* What is expected:
Reproduce every line that appears below, precisely and completely.

* Saved data entries:
BEGIN

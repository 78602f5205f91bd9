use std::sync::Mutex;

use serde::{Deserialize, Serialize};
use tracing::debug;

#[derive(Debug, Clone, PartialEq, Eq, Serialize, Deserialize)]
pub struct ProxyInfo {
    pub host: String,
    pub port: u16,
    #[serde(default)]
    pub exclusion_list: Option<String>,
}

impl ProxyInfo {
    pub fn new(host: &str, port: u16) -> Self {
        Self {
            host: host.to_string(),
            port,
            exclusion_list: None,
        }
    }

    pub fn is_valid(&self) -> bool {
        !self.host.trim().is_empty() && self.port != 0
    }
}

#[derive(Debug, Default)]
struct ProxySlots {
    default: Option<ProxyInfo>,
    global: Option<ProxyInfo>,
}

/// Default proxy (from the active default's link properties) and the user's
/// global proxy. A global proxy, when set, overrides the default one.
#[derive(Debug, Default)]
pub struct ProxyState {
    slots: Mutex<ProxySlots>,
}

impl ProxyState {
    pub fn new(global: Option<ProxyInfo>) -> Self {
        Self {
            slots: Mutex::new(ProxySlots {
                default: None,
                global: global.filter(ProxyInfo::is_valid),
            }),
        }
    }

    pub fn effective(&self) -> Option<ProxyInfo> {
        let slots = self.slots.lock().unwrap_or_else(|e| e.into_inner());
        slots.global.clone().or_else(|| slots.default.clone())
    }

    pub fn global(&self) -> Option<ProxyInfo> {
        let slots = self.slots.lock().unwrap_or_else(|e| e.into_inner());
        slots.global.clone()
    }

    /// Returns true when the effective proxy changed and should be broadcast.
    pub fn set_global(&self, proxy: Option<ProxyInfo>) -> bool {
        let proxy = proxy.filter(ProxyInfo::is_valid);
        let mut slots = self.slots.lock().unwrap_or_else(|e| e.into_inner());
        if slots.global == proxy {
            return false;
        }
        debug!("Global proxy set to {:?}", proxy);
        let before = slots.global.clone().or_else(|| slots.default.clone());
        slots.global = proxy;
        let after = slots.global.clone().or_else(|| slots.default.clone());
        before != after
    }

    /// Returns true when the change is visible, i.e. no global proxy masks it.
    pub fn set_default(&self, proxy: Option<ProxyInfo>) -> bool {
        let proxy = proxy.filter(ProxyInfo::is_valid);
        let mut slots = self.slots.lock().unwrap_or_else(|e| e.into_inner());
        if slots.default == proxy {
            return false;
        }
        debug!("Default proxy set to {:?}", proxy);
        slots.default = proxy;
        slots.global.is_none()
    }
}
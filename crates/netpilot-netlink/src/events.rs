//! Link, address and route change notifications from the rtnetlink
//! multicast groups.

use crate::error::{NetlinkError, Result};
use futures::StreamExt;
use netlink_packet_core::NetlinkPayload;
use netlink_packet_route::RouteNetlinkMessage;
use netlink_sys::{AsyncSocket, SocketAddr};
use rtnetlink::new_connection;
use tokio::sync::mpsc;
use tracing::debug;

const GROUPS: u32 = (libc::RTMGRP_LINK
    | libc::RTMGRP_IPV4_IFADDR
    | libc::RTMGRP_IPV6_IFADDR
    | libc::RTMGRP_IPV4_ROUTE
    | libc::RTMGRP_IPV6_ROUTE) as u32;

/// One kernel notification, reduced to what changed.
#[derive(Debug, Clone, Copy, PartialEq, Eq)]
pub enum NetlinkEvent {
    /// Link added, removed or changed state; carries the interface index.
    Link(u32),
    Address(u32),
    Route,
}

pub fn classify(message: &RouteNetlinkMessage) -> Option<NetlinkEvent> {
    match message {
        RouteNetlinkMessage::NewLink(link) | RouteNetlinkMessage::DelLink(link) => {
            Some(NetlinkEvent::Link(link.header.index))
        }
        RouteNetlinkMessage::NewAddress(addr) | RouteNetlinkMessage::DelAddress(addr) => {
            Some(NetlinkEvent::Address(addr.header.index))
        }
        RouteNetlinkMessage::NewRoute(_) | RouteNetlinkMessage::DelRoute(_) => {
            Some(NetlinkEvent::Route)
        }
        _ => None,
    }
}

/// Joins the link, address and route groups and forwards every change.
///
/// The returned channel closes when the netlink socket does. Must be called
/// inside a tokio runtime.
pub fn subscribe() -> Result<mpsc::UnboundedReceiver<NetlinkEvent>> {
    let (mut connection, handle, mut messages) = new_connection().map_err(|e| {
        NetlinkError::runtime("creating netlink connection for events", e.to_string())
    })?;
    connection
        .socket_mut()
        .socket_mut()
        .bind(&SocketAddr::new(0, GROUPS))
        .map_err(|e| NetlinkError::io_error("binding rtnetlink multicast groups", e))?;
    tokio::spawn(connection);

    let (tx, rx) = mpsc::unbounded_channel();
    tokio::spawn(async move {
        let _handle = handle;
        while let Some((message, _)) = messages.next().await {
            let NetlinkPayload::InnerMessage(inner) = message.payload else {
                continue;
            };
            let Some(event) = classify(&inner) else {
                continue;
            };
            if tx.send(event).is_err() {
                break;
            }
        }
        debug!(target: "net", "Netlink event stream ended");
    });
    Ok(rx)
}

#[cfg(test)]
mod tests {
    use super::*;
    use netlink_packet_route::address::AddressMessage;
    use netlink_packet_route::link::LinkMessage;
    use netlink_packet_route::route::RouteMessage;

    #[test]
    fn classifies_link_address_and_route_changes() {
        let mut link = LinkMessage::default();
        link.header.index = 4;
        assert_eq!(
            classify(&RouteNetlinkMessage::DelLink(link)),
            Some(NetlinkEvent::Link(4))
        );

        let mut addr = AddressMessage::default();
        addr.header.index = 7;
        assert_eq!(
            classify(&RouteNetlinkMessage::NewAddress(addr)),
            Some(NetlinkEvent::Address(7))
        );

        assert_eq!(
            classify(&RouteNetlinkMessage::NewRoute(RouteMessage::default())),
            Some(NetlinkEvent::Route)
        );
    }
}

END

* Result for this task:
repository 78602f5205f91bd9
use std::sync::Mutex;

use serde::{Deserialize, Serialize};
use tracing::debug;

#[derive(Debug, Clone, PartialEq, Eq, Serialize, Deserialize)]
pub struct ProxyInfo {
    pub host: String,
    pub port: u16,
    #[serde(default)]
    pub exclusion_list: Option<String>,
}

impl ProxyInfo {
    pub fn new(host: &str, port: u16) -> Self {
        Self {
            host: host.to_string(),
            port,
            exclusion_list: None,
        }
    }

    pub fn is_valid(&self) -> bool {
        !self.host.trim().is_empty() && self.port != 0
    }
}

#[derive(Debug, Default)]
struct ProxySlots {
    default: Option<ProxyInfo>,
    global: Option<ProxyInfo>,
}

/// Default proxy (from the active default's link properties) and the user's
/// global proxy. A global proxy, when set, overrides the default one.
#[derive(Debug, Default)]
pub struct ProxyState {
    slots: Mutex<ProxySlots>,
}

impl ProxyState {
    pub fn new(global: Option<ProxyInfo>) -> Self {
        Self {
            slots: Mutex::new(ProxySlots {
                default: None,
                global: global.filter(ProxyInfo::is_valid),
            }),
        }
    }

    pub fn effective(&self) -> Option<ProxyInfo> {
        let slots = self.slots.lock().unwrap_or_else(|e| e.into_inner());
        slots.global.clone().or_else(|| slots.default.clone())
    }

    pub fn global(&self) -> Option<ProxyInfo> {
        let slots = self.slots.lock().unwrap_or_else(|e| e.into_inner());
        slots.global.clone()
    }

    /// Returns true when the effective proxy changed and should be broadcast.
    pub fn set_global(&self, proxy: Option<ProxyInfo>) -> bool {
        let proxy = proxy.filter(ProxyInfo::is_valid);
        let mut slots = self.slots.lock().unwrap_or_else(|e| e.into_inner());
        if slots.global == proxy {
            return false;
        }
        debug!("Global proxy set to {:?}", proxy);
        let before = slots.global.clone().or_else(|| slots.default.clone());
        slots.global = proxy;
        let after = slots.global.clone().or_else(|| slots.default.clone());
        before != after
    }

    /// Returns true when the change is visible, i.e. no global proxy masks it.
    pub fn set_default(&self, proxy: Option<ProxyInfo>) -> bool {
        let proxy = proxy.filter(ProxyInfo::is_valid);
        let mut slots = self.slots.lock().unwrap_or_else(|e| e.into_inner());
        if slots.default == proxy {
            return false;
        }
        debug!("Default proxy set to {:?}", proxy);
        slots.default = proxy;
        slots.global.is_none()
    }
}
filename crates/netpilot-netlink/src/events.rs
//! Link, address and route change notifications from the rtnetlink
//! multicast groups.

use crate::error::{NetlinkError, Result};
use futures::StreamExt;
use netlink_packet_core::NetlinkPayload;
use netlink_packet_route::RouteNetlinkMessage;
use netlink_sys::{AsyncSocket, SocketAddr};
use rtnetlink::new_connection;
use tokio::sync::mpsc;
use tracing::debug;

const GROUPS: u32 = (libc::RTMGRP_LINK
    | libc::RTMGRP_IPV4_IFADDR
    | libc::RTMGRP_IPV6_IFADDR
    | libc::RTMGRP_IPV4_ROUTE
    | libc::RTMGRP_IPV6_ROUTE) as u32;

/// One kernel notification, reduced to what changed.
#[derive(Debug, Clone, Copy, PartialEq, Eq)]
pub enum NetlinkEvent {
    /// Link added, removed or changed state; carries the interface index.
    Link(u32),
    Address(u32),
    Route,
}

pub fn classify(message: &RouteNetlinkMessage) -> Option<NetlinkEvent> {
    match message {
        RouteNetlinkMessage::NewLink(link) | RouteNetlinkMessage::DelLink(link) => {
            Some(NetlinkEvent::Link(link.header.index))
        }
        RouteNetlinkMessage::NewAddress(addr) | RouteNetlinkMessage::DelAddress(addr) => {
            Some(NetlinkEvent::Address(addr.header.index))
        }
        RouteNetlinkMessage::NewRoute(_) | RouteNetlinkMessage::DelRoute(_) => {
            Some(NetlinkEvent::Route)
        }
        _ => None,
    }
}

/// Joins the link, address and route groups and forwards every change.
///
/// The returned channel closes when the netlink socket does. Must be called
/// inside a tokio runtime.
pub fn subscribe() -> Result<mpsc::UnboundedReceiver<NetlinkEvent>> {
    let (mut connection, handle, mut messages) = new_connection().map_err(|e| {
        NetlinkError::runtime("creating netlink connection for events", e.to_string())
    })?;
    connection
        .socket_mut()
        .socket_mut()
        .bind(&SocketAddr::new(0, GROUPS))
        .map_err(|e| NetlinkError::io_error("binding rtnetlink multicast groups", e))?;
    tokio::spawn(connection);

    let (tx, rx) = mpsc::unbounded_channel();
    tokio::spawn(async move {
        let _handle = handle;
        while let Some((message, _)) = messages.next().await {
            let NetlinkPayload::InnerMessage(inner) = message.payload else {
                continue;
            };
            let Some(event) = classify(&inner) else {
                continue;
            };
            if tx.send(event).is_err() {
                break;
            }
        }
        debug!(target: "net", "Netlink event stream ended");
    });
    Ok(rx)
}

#[cfg(test)]
mod tests {
    use super::*;
    use netlink_packet_route::address::AddressMessage;
    use netlink_packet_route::link::LinkMessage;
    use netlink_packet_route::route::RouteMessage;

    #[test]
    fn classifies_link_address_and_route_changes() {
        let mut link = LinkMessage::default();
        link.header.index = 4;
        assert_eq!(
            classify(&RouteNetlinkMessage::DelLink(link)),
            Some(NetlinkEvent::Link(4))
        );

        let mut addr = AddressMessage::default();
        addr.header.index = 7;
        assert_eq!(
            classify(&RouteNetlinkMessage::NewAddress(addr)),
            Some(NetlinkEvent::Address(7))
        );

        assert_eq!(
            classify(&RouteNetlinkMessage::NewRoute(RouteMessage::default())),
            Some(NetlinkEvent::Route)
        );
    }
}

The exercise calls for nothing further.